Desafios como o retorno aos níveis necessários de emprego, da recuperação do consumo das famílias, da capitalização das empresas, da fluidez dos mercados, da retomada dos investimentos, da estabilização da moeda, da restauração do equilíbrio orçamentário, da contenção da inflação, do reequilíbrio das contas externas, todos estes estarão na lista das prioridades. Todos são objetivos atingíveis, mas não sem a participação dos atores internacionais.
Tanto o comércio internacional quanto o fluxo positivo de capitais externos serão essenciais à retomada da economia brasileira. Quanto mais eficaz a mobilização da boa vontade internacional, mais intensa e veloz será a recuperação e o alcance das metas desejadas.
O sucesso desta tarefa decorrerá, em grande parte, da habilidade na condução a política externa brasileira. A crise que hoje assola o mundo, e o Brasil em particular, tem revelado comportamento variável de nossos parceiros além fronteiras, onde a convergência de interesses nem sempre está presente. Submetidos à recessão, os parceiros terão comportamento variável.
Dentre os fatores que regem o comercio, preponderá o grau de dependência mútua. Dela decorrerá a formulação das prioridades. Nesta categoria se constata o comercio com a China; onde os bens agrícolas e minerais lhe é essencial. Do lado brasileiro, o interesse em exportar tais produtos também nos é imperativo. Neste quadro, acresce o fato de que a China vem sendo, também, o maior investidor externo em empreendimentos locais, assim gerando empregos essenciais à recuperação que se aproxima.

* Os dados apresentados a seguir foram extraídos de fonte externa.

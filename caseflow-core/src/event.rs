//! Assignment transition events and the audit sink seam

use crate::{Assignment, AssignmentId, AuditError, CaseworkerId, ClientId, TenantId, Timestamp};
use async_trait::async_trait;
use serde::{Deserialize, Serialize};
use std::fmt;
use uuid::Uuid;

/// Kind of transition being reported.
#[derive(Debug, Clone, Copy, PartialEq, Eq, Hash, Serialize, Deserialize)]
#[cfg_attr(feature = "openapi", derive(utoipa::ToSchema))]
#[serde(rename_all = "snake_case")]
pub enum AssignmentEventKind {
    Created,
    Accepted,
    Activated,
    Reassigned,
    Completed,
    Cancelled,
    /// Escalation found no replacement; status unchanged.
    Flagged,
    /// Escalation attempt budget exhausted; status moved to reassigned.
    Exhausted,
}

impl AssignmentEventKind {
    pub fn as_str(&self) -> &'static str {
        match self {
            AssignmentEventKind::Created => "created",
            AssignmentEventKind::Accepted => "accepted",
            AssignmentEventKind::Activated => "activated",
            AssignmentEventKind::Reassigned => "reassigned",
            AssignmentEventKind::Completed => "completed",
            AssignmentEventKind::Cancelled => "cancelled",
            AssignmentEventKind::Flagged => "flagged",
            AssignmentEventKind::Exhausted => "exhausted",
        }
    }
}

impl fmt::Display for AssignmentEventKind {
    fn fmt(&self, f: &mut fmt::Formatter<'_>) -> fmt::Result {
        f.write_str(self.as_str())
    }
}

/// Informational record of one assignment transition.
#[derive(Debug, Clone, PartialEq, Eq, Serialize, Deserialize)]
#[cfg_attr(feature = "openapi", derive(utoipa::ToSchema))]
pub struct AssignmentEvent {
    #[cfg_attr(feature = "openapi", schema(value_type = String, format = "uuid"))]
    pub event_id: Uuid,
    pub kind: AssignmentEventKind,
    pub assignment_id: AssignmentId,
    pub tenant_id: TenantId,
    pub client_id: ClientId,
    /// Holder after the transition.
    pub caseworker_id: CaseworkerId,
    pub previous_caseworker_id: Option<CaseworkerId>,
    pub actor_id: Option<CaseworkerId>,
    pub reason: Option<String>,
    #[cfg_attr(feature = "openapi", schema(value_type = String, format = "date-time"))]
    pub occurred_at: Timestamp,
}

impl AssignmentEvent {
    pub fn new(kind: AssignmentEventKind, assignment: &Assignment, occurred_at: Timestamp) -> Self {
        Self {
            event_id: Uuid::now_v7(),
            kind,
            assignment_id: assignment.assignment_id,
            tenant_id: assignment.tenant_id,
            client_id: assignment.client_id,
            caseworker_id: assignment.current_caseworker_id,
            previous_caseworker_id: None,
            actor_id: None,
            reason: None,
            occurred_at,
        }
    }

    pub fn with_previous(mut self, previous: CaseworkerId) -> Self {
        self.previous_caseworker_id = Some(previous);
        self
    }

    pub fn with_actor(mut self, actor: CaseworkerId) -> Self {
        self.actor_id = Some(actor);
        self
    }

    pub fn with_reason(mut self, reason: &str) -> Self {
        self.reason = Some(reason.to_string());
        self
    }
}

/// Fire-and-forget receiver of transition events.
///
/// A failed delivery is logged by the caller and never fails the transition.
#[async_trait]
pub trait AuditSink: Send + Sync {
    async fn record(&self, event: AssignmentEvent) -> Result<(), AuditError>;
}

/// Sink that drops every event.
#[derive(Debug, Clone, Copy, Default)]
pub struct NoopAuditSink;

#[async_trait]
impl AuditSink for NoopAuditSink {
    async fn record(&self, _event: AssignmentEvent) -> Result<(), AuditError> {
        Ok(())
    }
}
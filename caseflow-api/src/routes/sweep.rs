//! Escalation Sweep REST API Routes
//!
//! Trigger a sweep on demand and read the counters shared with the
//! background task.

use axum::{
    extract::State,
    routing::{get, post},
    Json, Router,
};
use caseflow_assign::SweepReport;
use std::sync::Arc;

use crate::{
    error::{ApiError, ApiResult},
    jobs::{run_sweep_cycle, EscalationSweepMetrics, EscalationSweepSnapshot},
    state::AppState,
};

/// POST /api/v1/sweeps - Run an escalation sweep now
#[utoipa::path(
    post,
    path = "/api/v1/sweeps",
    tag = "Sweeps",
    responses(
        (status = 200, description = "Sweep finished", body = SweepReport),
        (status = 409, description = "A sweep is already running", body = ApiError),
        (status = 500, description = "Overdue scan failed", body = ApiError),
    ),
)]
pub async fn run_sweep(State(state): State<AppState>) -> ApiResult<Json<SweepReport>> {
    let report = run_sweep_cycle(&state.sweeper, &state.sweep_config, &state.sweep_metrics).await?;
    Ok(Json(report))
}

/// GET /api/v1/sweeps/metrics - Sweep counters since startup
#[utoipa::path(
    get,
    path = "/api/v1/sweeps/metrics",
    tag = "Sweeps",
    responses(
        (status = 200, description = "Metrics snapshot", body = EscalationSweepSnapshot),
    ),
)]
pub async fn sweep_metrics(
    State(metrics): State<Arc<EscalationSweepMetrics>>,
) -> Json<EscalationSweepSnapshot> {
    Json(metrics.snapshot())
}

/// Create the sweep routes router.
pub fn create_router() -> Router<AppState> {
    Router::new()
        .route("/", post(run_sweep))
        .route("/metrics", get(sweep_metrics))
}
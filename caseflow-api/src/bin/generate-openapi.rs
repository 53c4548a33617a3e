//! OpenAPI Specification Generator Binary
//!
//! Prints the Caseflow OpenAPI document as JSON to stdout.
//!
//! Usage:
//!   cargo run -p caseflow-api --bin generate-openapi --features openapi > openapi.json

use caseflow_api::ApiDoc;

fn main() {
    match ApiDoc::to_json() {
        Ok(json) => println!("{}", json),
        Err(e) => {
            eprintln!("Failed to serialize OpenAPI document: {}", e);
            std::process::exit(1);
        }
    }
}
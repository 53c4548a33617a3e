//! Escalation Sweep Background Task
//!
//! Periodically escalates pending assignments whose acceptance deadline has
//! passed. Each cycle delegates to [`EscalationSweeper::run_once`], which
//! reassigns overdue work to the least-loaded eligible caseworker or flags it
//! for attention when no one can take it.
//!
//! # Configuration
//!
//! ```rust
//! use caseflow_api::jobs::EscalationSweepConfig;
//! use std::time::Duration;
//!
//! let config = EscalationSweepConfig {
//!     check_interval: Duration::from_secs(900), // Every 15 minutes
//!     batch_size: 500,                          // Escalate up to 500 per cycle
//!     log_escalations: true,
//!     enabled: true,
//! };
//! ```

use crate::constants::{DEFAULT_SWEEP_BATCH_SIZE, DEFAULT_SWEEP_CHECK_INTERVAL_SECS};
use caseflow_assign::{EscalationSweeper, SweepReport};
use caseflow_core::{AssignmentError, CaseflowError, CaseflowResult};
use serde::{Deserialize, Serialize};
use std::sync::atomic::{AtomicU64, Ordering};
use std::sync::Arc;
use std::time::Duration;
use tokio::sync::watch;
use tokio::time::{interval, MissedTickBehavior};

// ============================================================================
// CONFIGURATION
// ============================================================================

/// Configuration for the escalation sweep background task.
#[derive(Debug, Clone)]
pub struct EscalationSweepConfig {
    /// How often to sweep for overdue assignments (default: 15 minutes)
    pub check_interval: Duration,

    /// Maximum number of overdue assignments escalated per cycle
    /// (default: 500)
    pub batch_size: usize,

    /// Whether to log a summary of every non-empty cycle (default: true)
    pub log_escalations: bool,

    /// Whether the server spawns the task at all (default: true)
    pub enabled: bool,
}

impl Default for EscalationSweepConfig {
    fn default() -> Self {
        Self {
            check_interval: Duration::from_secs(DEFAULT_SWEEP_CHECK_INTERVAL_SECS),
            batch_size: DEFAULT_SWEEP_BATCH_SIZE,
            log_escalations: true,
            enabled: true,
        }
    }
}

impl EscalationSweepConfig {
    /// Create EscalationSweepConfig from environment variables.
    ///
    /// # Environment Variables
    /// - `CASEFLOW_SWEEP_CHECK_INTERVAL_SECS`: Seconds between sweeps (default: 900)
    /// - `CASEFLOW_SWEEP_BATCH_SIZE`: Max assignments per sweep (default: 500)
    /// - `CASEFLOW_SWEEP_LOG_ESCALATIONS`: Whether to log cycle summaries (default: true)
    /// - `CASEFLOW_SWEEP_ENABLED`: Whether to run the task (default: true)
    pub fn from_env() -> Self {
        let check_interval = Duration::from_secs(
            std::env::var("CASEFLOW_SWEEP_CHECK_INTERVAL_SECS")
                .ok()
                .and_then(|s| s.parse().ok())
                .filter(|secs| *secs > 0)
                .unwrap_or(DEFAULT_SWEEP_CHECK_INTERVAL_SECS),
        );

        let batch_size = std::env::var("CASEFLOW_SWEEP_BATCH_SIZE")
            .ok()
            .and_then(|s| s.parse().ok())
            .filter(|n| *n > 0)
            .unwrap_or(DEFAULT_SWEEP_BATCH_SIZE);

        let log_escalations = std::env::var("CASEFLOW_SWEEP_LOG_ESCALATIONS")
            .ok()
            .map(|s| s.to_lowercase() != "false")
            .unwrap_or(true);

        let enabled = std::env::var("CASEFLOW_SWEEP_ENABLED")
            .ok()
            .map(|s| s.to_lowercase() != "false")
            .unwrap_or(true);

        Self {
            check_interval,
            batch_size,
            log_escalations,
            enabled,
        }
    }

    /// Create a configuration for development with a short interval.
    pub fn development() -> Self {
        Self {
            check_interval: Duration::from_secs(30),
            batch_size: 50,
            log_escalations: true,
            enabled: true,
        }
    }

    /// Create a configuration for production.
    pub fn production() -> Self {
        Self {
            check_interval: Duration::from_secs(DEFAULT_SWEEP_CHECK_INTERVAL_SECS),
            batch_size: DEFAULT_SWEEP_BATCH_SIZE,
            log_escalations: false,
            enabled: true,
        }
    }
}

// ============================================================================
// METRICS
// ============================================================================

/// Counters for escalation sweep activity since startup.
///
/// Shared between the background task and the HTTP surface so manual
/// sweeps and scheduled ones land in the same totals.
#[derive(Debug, Default)]
pub struct EscalationSweepMetrics {
    /// Sweep cycles that ran to completion
    pub cycles: AtomicU64,

    /// Cycles skipped because another sweep held the run slot
    pub skipped_cycles: AtomicU64,

    /// Overdue assignments picked up by completed cycles
    pub processed: AtomicU64,

    /// Assignments moved to a new caseworker
    pub reassigned: AtomicU64,

    /// Assignments flagged for attention
    pub flagged: AtomicU64,

    /// Per-item failures plus failed scans
    pub errors: AtomicU64,
}

impl EscalationSweepMetrics {
    /// Create new metrics instance.
    pub fn new() -> Self {
        Self::default()
    }

    /// Fold the outcome of one sweep attempt into the counters.
    pub fn record(&self, result: &CaseflowResult<SweepReport>) {
        match result {
            Ok(report) => {
                self.cycles.fetch_add(1, Ordering::Relaxed);
                self.processed
                    .fetch_add(report.processed as u64, Ordering::Relaxed);
                self.reassigned
                    .fetch_add(report.reassigned as u64, Ordering::Relaxed);
                self.flagged
                    .fetch_add(report.flagged as u64, Ordering::Relaxed);
                self.errors
                    .fetch_add(report.failed as u64, Ordering::Relaxed);
            }
            Err(CaseflowError::Assignment(AssignmentError::SweepInProgress)) => {
                self.skipped_cycles.fetch_add(1, Ordering::Relaxed);
            }
            Err(_) => {
                self.errors.fetch_add(1, Ordering::Relaxed);
            }
        }
    }

    /// Get current snapshot of all metrics.
    pub fn snapshot(&self) -> EscalationSweepSnapshot {
        EscalationSweepSnapshot {
            cycles: self.cycles.load(Ordering::Relaxed),
            skipped_cycles: self.skipped_cycles.load(Ordering::Relaxed),
            processed: self.processed.load(Ordering::Relaxed),
            reassigned: self.reassigned.load(Ordering::Relaxed),
            flagged: self.flagged.load(Ordering::Relaxed),
            errors: self.errors.load(Ordering::Relaxed),
        }
    }
}

/// Snapshot of sweep metrics at a point in time.
#[derive(Debug, Clone, Copy, PartialEq, Eq, Serialize, Deserialize)]
#[cfg_attr(feature = "openapi", derive(utoipa::ToSchema))]
pub struct EscalationSweepSnapshot {
    pub cycles: u64,
    pub skipped_cycles: u64,
    pub processed: u64,
    pub reassigned: u64,
    pub flagged: u64,
    pub errors: u64,
}

// ============================================================================
// BACKGROUND TASK
// ============================================================================

/// Run one sweep and record it in `metrics`.
///
/// Used by both the scheduled task and `POST /api/v1/sweeps`.
pub async fn run_sweep_cycle(
    sweeper: &EscalationSweeper,
    config: &EscalationSweepConfig,
    metrics: &EscalationSweepMetrics,
) -> CaseflowResult<SweepReport> {
    let result = sweeper.run_once().await;
    metrics.record(&result);

    match &result {
        Ok(report) if !report.is_empty() && config.log_escalations => {
            tracing::info!(
                processed = report.processed,
                reassigned = report.reassigned,
                flagged = report.flagged,
                failed = report.failed,
                "Escalation sweep cycle completed"
            );
        }
        Ok(_) => {}
        Err(CaseflowError::Assignment(AssignmentError::SweepInProgress)) => {
            tracing::debug!("Escalation sweep already running, skipping cycle");
        }
        Err(e) => {
            tracing::error!(error = %e, "Escalation sweep failed");
        }
    }

    result
}

/// Background task that periodically escalates overdue assignments.
///
/// Runs until the shutdown signal is received.
///
/// ```ignore
/// let (shutdown_tx, shutdown_rx) = watch::channel(false);
/// let metrics = Arc::new(EscalationSweepMetrics::new());
/// tokio::spawn(escalation_sweep_task(sweeper, config, Arc::clone(&metrics), shutdown_rx));
///
/// // On shutdown
/// let _ = shutdown_tx.send(true);
/// ```
pub async fn escalation_sweep_task(
    sweeper: Arc<EscalationSweeper>,
    config: EscalationSweepConfig,
    metrics: Arc<EscalationSweepMetrics>,
    mut shutdown_rx: watch::Receiver<bool>,
) {
    let mut sweep_interval = interval(config.check_interval);
    sweep_interval.set_missed_tick_behavior(MissedTickBehavior::Skip);

    tracing::info!(
        check_interval_secs = config.check_interval.as_secs(),
        batch_size = config.batch_size,
        "Escalation sweep task started"
    );

    loop {
        tokio::select! {
            _ = shutdown_rx.changed() => {
                if *shutdown_rx.borrow() {
                    tracing::info!("Escalation sweep task shutting down");
                    break;
                }
            }

            _ = sweep_interval.tick() => {
                // Errors are already logged and counted.
                let _ = run_sweep_cycle(&sweeper, &config, &metrics).await;
            }
        }
    }

    let snapshot = metrics.snapshot();
    tracing::info!(
        cycles = snapshot.cycles,
        skipped_cycles = snapshot.skipped_cycles,
        processed = snapshot.processed,
        reassigned = snapshot.reassigned,
        flagged = snapshot.flagged,
        errors = snapshot.errors,
        "Escalation sweep task completed"
    );
}

// ============================================================================
// TESTS
// ============================================================================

Perturbar este equilíbrio virtuoso poderá ter por consequência nefasta a prazo médio. Lembrando a perda do domínio dos mercados de assucar, café e borracha, a singularidade do Brasil pode ser temporária. O fornecimento de carne, soja, minérios se manterá na medida que o fluxo seja confiável e lucrativo para ambas as partes. Em caso de frustração, o desenvolvimento por Pequim de outras fontes de suprimento é provável. Por exemplo, soja a ser plantada na África, cujo clima se aproxima do brasileiro, talvez alcançando produtividade semelhante, seria um desastre para nossa agricultura e balanço de pagamentos.

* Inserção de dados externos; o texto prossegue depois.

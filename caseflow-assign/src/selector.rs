//! Candidate selection.
//!
//! Picks the least-loaded available caseworker in a tenant, preferring
//! specialists in the requested case type.

use async_trait::async_trait;
use caseflow_core::{CaseflowResult, Caseworker, CaseworkerId, TenantId};
use caseflow_storage::CaseworkerRegistry;
use std::sync::Arc;

/// Chooses a caseworker for a new or escalated assignment.
#[async_trait]
pub trait CandidateSelector: Send + Sync {
    /// Best available caseworker in `tenant_id`, or `None` if nobody qualifies.
    async fn select_caseworker(
        &self,
        tenant_id: TenantId,
        case_type: Option<&str>,
        exclude: &[CaseworkerId],
    ) -> CaseflowResult<Option<CaseworkerId>>;
}

/// Pick from an already-fetched population.
///
/// Candidates must be active and available. Specialists in `case_type` win
/// when there are any; otherwise the whole population is considered. Ties on
/// workload break on caseworker id.
pub fn pick_least_loaded<'a>(
    candidates: &'a [Caseworker],
    case_type: Option<&str>,
    exclude: &[CaseworkerId],
) -> Option<&'a Caseworker> {
    let eligible = || {
        candidates
            .iter()
            .filter(|c| c.is_selectable() && !exclude.contains(&c.caseworker_id))
    };
    let least = |c: &&Caseworker| (c.current_workload, c.caseworker_id);

    if let Some(case_type) = case_type {
        if let Some(best) = eligible().filter(|c| c.has_specialization(case_type)).min_by_key(least) {
            return Some(best);
        }
    }
    eligible().min_by_key(least)
}

/// Selector backed by a caseworker registry.
pub struct LeastLoadedSelector {
    registry: Arc<dyn CaseworkerRegistry>,
}

impl LeastLoadedSelector {
    pub fn new(registry: Arc<dyn CaseworkerRegistry>) -> Self {
        Self { registry }
    }
}

#[async_trait]
impl CandidateSelector for LeastLoadedSelector {
    async fn select_caseworker(
        &self,
        tenant_id: TenantId,
        case_type: Option<&str>,
        exclude: &[CaseworkerId],
    ) -> CaseflowResult<Option<CaseworkerId>> {
        let population = self.registry.caseworker_list_selectable(tenant_id).await?;
        let choice = pick_least_loaded(&population, case_type, exclude).map(|c| c.caseworker_id);
        tracing::debug!(
            tenant_id = %tenant_id,
            case_type = ?case_type,
            population = population.len(),
            selected = ?choice,
            "Candidate selection"
        );
        Ok(choice)
    }
}
//! Caseflow Storage - Storage Traits and In-Memory Implementation
//!
//! Defines the persistence seams the assignment engine depends on: the
//! assignment store it owns, and the caseworker registry and client directory
//! it only updates through narrow side-effect operations.

mod memory;

pub use memory::{InMemoryStorage, SeedData};

use async_trait::async_trait;
use caseflow_core::{
    Assignment, AssignmentId, AssignmentStatus, CaseOutcome, CaseflowResult, Caseworker,
    CaseworkerId, Client, ClientId, TenantId, Timestamp,
};

// ============================================================================
// UPDATE TYPES
// ============================================================================

/// Update payload for the client directory. `None` leaves a field untouched.
#[derive(Debug, Clone, Default, PartialEq, Eq)]
pub struct ClientUpdate {
    /// Current holder pointer
    pub assigned_to: Option<CaseworkerId>,
    /// Caseworker who first brought the client in
    pub onboarded_by: Option<CaseworkerId>,
    pub onboarding_date: Option<Timestamp>,
    pub case_type: Option<String>,
    /// Mirror of the assignment's case status
    pub case_status: Option<String>,
}

impl ClientUpdate {
    pub fn is_empty(&self) -> bool {
        self == &Self::default()
    }
}

// ============================================================================
// ASSIGNMENT STORE
// ============================================================================

/// Durable record of assignments and their history.
///
/// Implementations must reject any insert or update that would leave a
/// (tenant, client) pair with more than one open assignment, failing with
/// `StorageError::UniqueViolation`.
#[async_trait]
pub trait AssignmentStore: Send + Sync {
    /// Insert a new assignment.
    async fn assignment_insert(&self, a: &Assignment) -> CaseflowResult<()>;

    /// Get an assignment by ID.
    async fn assignment_get(&self, id: AssignmentId) -> CaseflowResult<Option<Assignment>>;

    /// Replace a stored assignment with `a`.
    async fn assignment_update(&self, a: &Assignment) -> CaseflowResult<()>;

    /// The open assignment for a client, if any.
    async fn assignment_find_open_for_client(
        &self,
        tenant_id: TenantId,
        client_id: ClientId,
    ) -> CaseflowResult<Option<Assignment>>;

    /// Assignments currently held by a caseworker, oldest first.
    /// An empty `statuses` slice means every status.
    async fn assignment_list_by_caseworker(
        &self,
        caseworker_id: CaseworkerId,
        statuses: &[AssignmentStatus],
    ) -> CaseflowResult<Vec<Assignment>>;

    /// Pending, auto-reassignable assignments whose deadline is before `now`,
    /// earliest deadline first.
    async fn assignment_list_overdue(
        &self,
        now: Timestamp,
        limit: Option<usize>,
    ) -> CaseflowResult<Vec<Assignment>>;
}

// ============================================================================
// CASEWORKER REGISTRY
// ============================================================================

/// Caseworker records owned elsewhere. The engine reads them and adjusts
/// counters; counter updates are atomic in the implementation.
#[async_trait]
pub trait CaseworkerRegistry: Send + Sync {
    /// Get a caseworker by ID.
    async fn caseworker_get(&self, id: CaseworkerId) -> CaseflowResult<Option<Caseworker>>;

    /// Active caseworkers in a tenant that accept new clients.
    async fn caseworker_list_selectable(&self, tenant_id: TenantId) -> CaseflowResult<Vec<Caseworker>>;

    /// Add `delta` to the current workload, floored at zero. Returns the new value.
    async fn caseworker_adjust_workload(&self, id: CaseworkerId, delta: i32) -> CaseflowResult<u32>;

    /// Decrement workload and record a completed case in one step.
    async fn caseworker_record_completion(
        &self,
        id: CaseworkerId,
        outcome: CaseOutcome,
    ) -> CaseflowResult<Caseworker>;
}

// ============================================================================
// CLIENT DIRECTORY
// ============================================================================

/// Client records owned elsewhere; the engine only writes pointer fields.
#[async_trait]
pub trait ClientDirectory: Send + Sync {
    /// Get a directory entry by ID.
    async fn client_get(&self, id: ClientId) -> CaseflowResult<Option<Client>>;

    /// Apply pointer-field updates.
    async fn client_update(&self, id: ClientId, update: ClientUpdate) -> CaseflowResult<()>;
}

Hoje a política externa brasileira está refém de objetivos ideológicos. Estes não podem manter a relevância atual, pois são de cunho subjetivo e desequilibram o peso dos fatores essenciais à formulação dos interesses do país e de sua população. Seguindo esta linha, o país se torna dependente de "líderes" externos, estranhos, e mesmo antagônicos ao interesse nacional.
Ainda, impor ao Brasil a camisa-de-força ideológica pode se revelar contra-producente. Como exemplo negativo, uma aliança militar com os Estados Unidos, tal qual a ora vigente, pressupões tendência ao conflito e à exclusão de parceiros desejáveis. Tal aliança, de intrínseco teor bélico, contamina a politica externa brasileira, levando-a à asperezas diplomáticas contrarias à aos seus objetivos permanentes. Reduz a potencial multiplicação dos mercados.
Mas, também importante, será reduzir, no tempo, a dependência excessiva desta ou daquela nação. Para tal, o quadro de parceiros desejados deve conter aqueles cuja conformação favoreça a complementariedade.
Hoje, Brasilia se indispõem com parte da Europa e não raro esgarça sua relação com a China. Na derrota do Virus, as portas do país devem permanecer abertas à todas as nações para privilegiar a recuperação de sua economia e o bem estar do povo, cuja penúria e sofrimento em breve atingirá seu climax. Não mais cabe o "luxo" de teorias exóticas e errôneas como o "terra-planismo" que condena a solidariedade global.
O Brasil exigirá, nos próximos meses, pressa e eficácia e, sobretudo, bom senso.